-- Exercise prompt --
Could you copy all of the records below exactly as they appear?
** Records supplied follows **
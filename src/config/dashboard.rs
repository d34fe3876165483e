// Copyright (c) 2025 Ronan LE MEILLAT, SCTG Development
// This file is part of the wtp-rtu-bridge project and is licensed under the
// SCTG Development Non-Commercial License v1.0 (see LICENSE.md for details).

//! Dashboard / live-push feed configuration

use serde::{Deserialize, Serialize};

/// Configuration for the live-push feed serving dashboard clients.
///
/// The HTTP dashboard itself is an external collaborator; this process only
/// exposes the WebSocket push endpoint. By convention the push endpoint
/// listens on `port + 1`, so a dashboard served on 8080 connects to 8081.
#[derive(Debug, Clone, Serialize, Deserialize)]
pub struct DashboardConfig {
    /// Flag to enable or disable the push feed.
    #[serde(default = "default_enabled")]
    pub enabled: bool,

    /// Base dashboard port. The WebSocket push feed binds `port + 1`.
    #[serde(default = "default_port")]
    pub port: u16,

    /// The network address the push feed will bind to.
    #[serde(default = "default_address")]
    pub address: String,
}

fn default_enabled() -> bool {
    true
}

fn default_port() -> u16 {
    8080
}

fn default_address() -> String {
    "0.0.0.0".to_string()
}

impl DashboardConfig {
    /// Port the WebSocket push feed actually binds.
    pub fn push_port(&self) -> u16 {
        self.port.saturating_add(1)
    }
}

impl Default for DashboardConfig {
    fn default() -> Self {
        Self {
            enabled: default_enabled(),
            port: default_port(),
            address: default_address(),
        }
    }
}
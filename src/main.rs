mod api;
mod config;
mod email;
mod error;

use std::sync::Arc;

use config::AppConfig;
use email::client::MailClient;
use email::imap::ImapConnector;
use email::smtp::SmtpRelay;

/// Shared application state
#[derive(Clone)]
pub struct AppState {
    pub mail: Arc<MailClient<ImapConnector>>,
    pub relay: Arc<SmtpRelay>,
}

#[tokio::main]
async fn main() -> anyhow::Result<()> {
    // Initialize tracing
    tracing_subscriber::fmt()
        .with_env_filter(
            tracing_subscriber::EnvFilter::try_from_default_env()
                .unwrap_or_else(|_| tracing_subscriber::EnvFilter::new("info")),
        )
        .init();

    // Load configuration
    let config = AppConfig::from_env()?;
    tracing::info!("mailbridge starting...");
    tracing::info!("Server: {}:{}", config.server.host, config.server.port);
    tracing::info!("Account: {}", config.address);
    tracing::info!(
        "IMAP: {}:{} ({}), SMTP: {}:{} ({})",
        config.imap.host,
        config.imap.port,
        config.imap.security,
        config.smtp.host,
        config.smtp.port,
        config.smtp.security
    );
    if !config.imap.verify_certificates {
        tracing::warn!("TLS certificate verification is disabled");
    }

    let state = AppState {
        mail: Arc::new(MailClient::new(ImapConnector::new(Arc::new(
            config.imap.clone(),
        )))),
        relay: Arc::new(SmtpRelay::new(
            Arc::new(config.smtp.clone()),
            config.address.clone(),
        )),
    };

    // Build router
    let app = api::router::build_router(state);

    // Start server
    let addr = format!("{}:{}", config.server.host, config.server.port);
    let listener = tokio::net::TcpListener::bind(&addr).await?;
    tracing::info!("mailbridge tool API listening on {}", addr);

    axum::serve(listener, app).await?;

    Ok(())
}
** End of Records supplied **
-- Task solution --
filename src/config/dashboard.rs
repository d34fe3876165483e
// Copyright (c) 2025 Ronan LE MEILLAT, SCTG Development
// This file is part of the wtp-rtu-bridge project and is licensed under the
// SCTG Development Non-Commercial License v1.0 (see LICENSE.md for details).

//! Dashboard / live-push feed configuration

use serde::{Deserialize, Serialize};

/// Configuration for the live-push feed serving dashboard clients.
///
/// The HTTP dashboard itself is an external collaborator; this process only
/// exposes the WebSocket push endpoint. By convention the push endpoint
/// listens on `port + 1`, so a dashboard served on 8080 connects to 8081.
#[derive(Debug, Clone, Serialize, Deserialize)]
pub struct DashboardConfig {
    /// Flag to enable or disable the push feed.
    #[serde(default = "default_enabled")]
    pub enabled: bool,

    /// Base dashboard port. The WebSocket push feed binds `port + 1`.
    #[serde(default = "default_port")]
    pub port: u16,

    /// The network address the push feed will bind to.
    #[serde(default = "default_address")]
    pub address: String,
}

fn default_enabled() -> bool {
    true
}

fn default_port() -> u16 {
    8080
}

fn default_address() -> String {
    "0.0.0.0".to_string()
}

impl DashboardConfig {
    /// Port the WebSocket push feed actually binds.
    pub fn push_port(&self) -> u16 {
        self.port.saturating_add(1)
    }
}

impl Default for DashboardConfig {
    fn default() -> Self {
        Self {
            enabled: default_enabled(),
            port: default_port(),
            address: default_address(),
        }
    }
}
filename src/main.rs
mod api;
mod config;
mod email;
mod error;

use std::sync::Arc;

use config::AppConfig;
use email::client::MailClient;
use email::imap::ImapConnector;
use email::smtp::SmtpRelay;

/// Shared application state
#[derive(Clone)]
pub struct AppState {
    pub mail: Arc<MailClient<ImapConnector>>,
    pub relay: Arc<SmtpRelay>,
}

#[tokio::main]
async fn main() -> anyhow::Result<()> {
    // Initialize tracing
    tracing_subscriber::fmt()
        .with_env_filter(
            tracing_subscriber::EnvFilter::try_from_default_env()
                .unwrap_or_else(|_| tracing_subscriber::EnvFilter::new("info")),
        )
        .init();

    // Load configuration
    let config = AppConfig::from_env()?;
    tracing::info!("mailbridge starting...");
    tracing::info!("Server: {}:{}", config.server.host, config.server.port);
    tracing::info!("Account: {}", config.address);
    tracing::info!(
        "IMAP: {}:{} ({}), SMTP: {}:{} ({})",
        config.imap.host,
        config.imap.port,
        config.imap.security,
        config.smtp.host,
        config.smtp.port,
        config.smtp.security
    );
    if !config.imap.verify_certificates {
        tracing::warn!("TLS certificate verification is disabled");
    }

    let state = AppState {
        mail: Arc::new(MailClient::new(ImapConnector::new(Arc::new(
            config.imap.clone(),
        )))),
        relay: Arc::new(SmtpRelay::new(
            Arc::new(config.smtp.clone()),
            config.address.clone(),
        )),
    };

    // Build router
    let app = api::router::build_router(state);

    // Start server
    let addr = format!("{}:{}", config.server.host, config.server.port);
    let listener = tokio::net::TcpListener::bind(&addr).await?;
    tracing::info!("mailbridge tool API listening on {}", addr);

    axum::serve(listener, app).await?;

    Ok(())
}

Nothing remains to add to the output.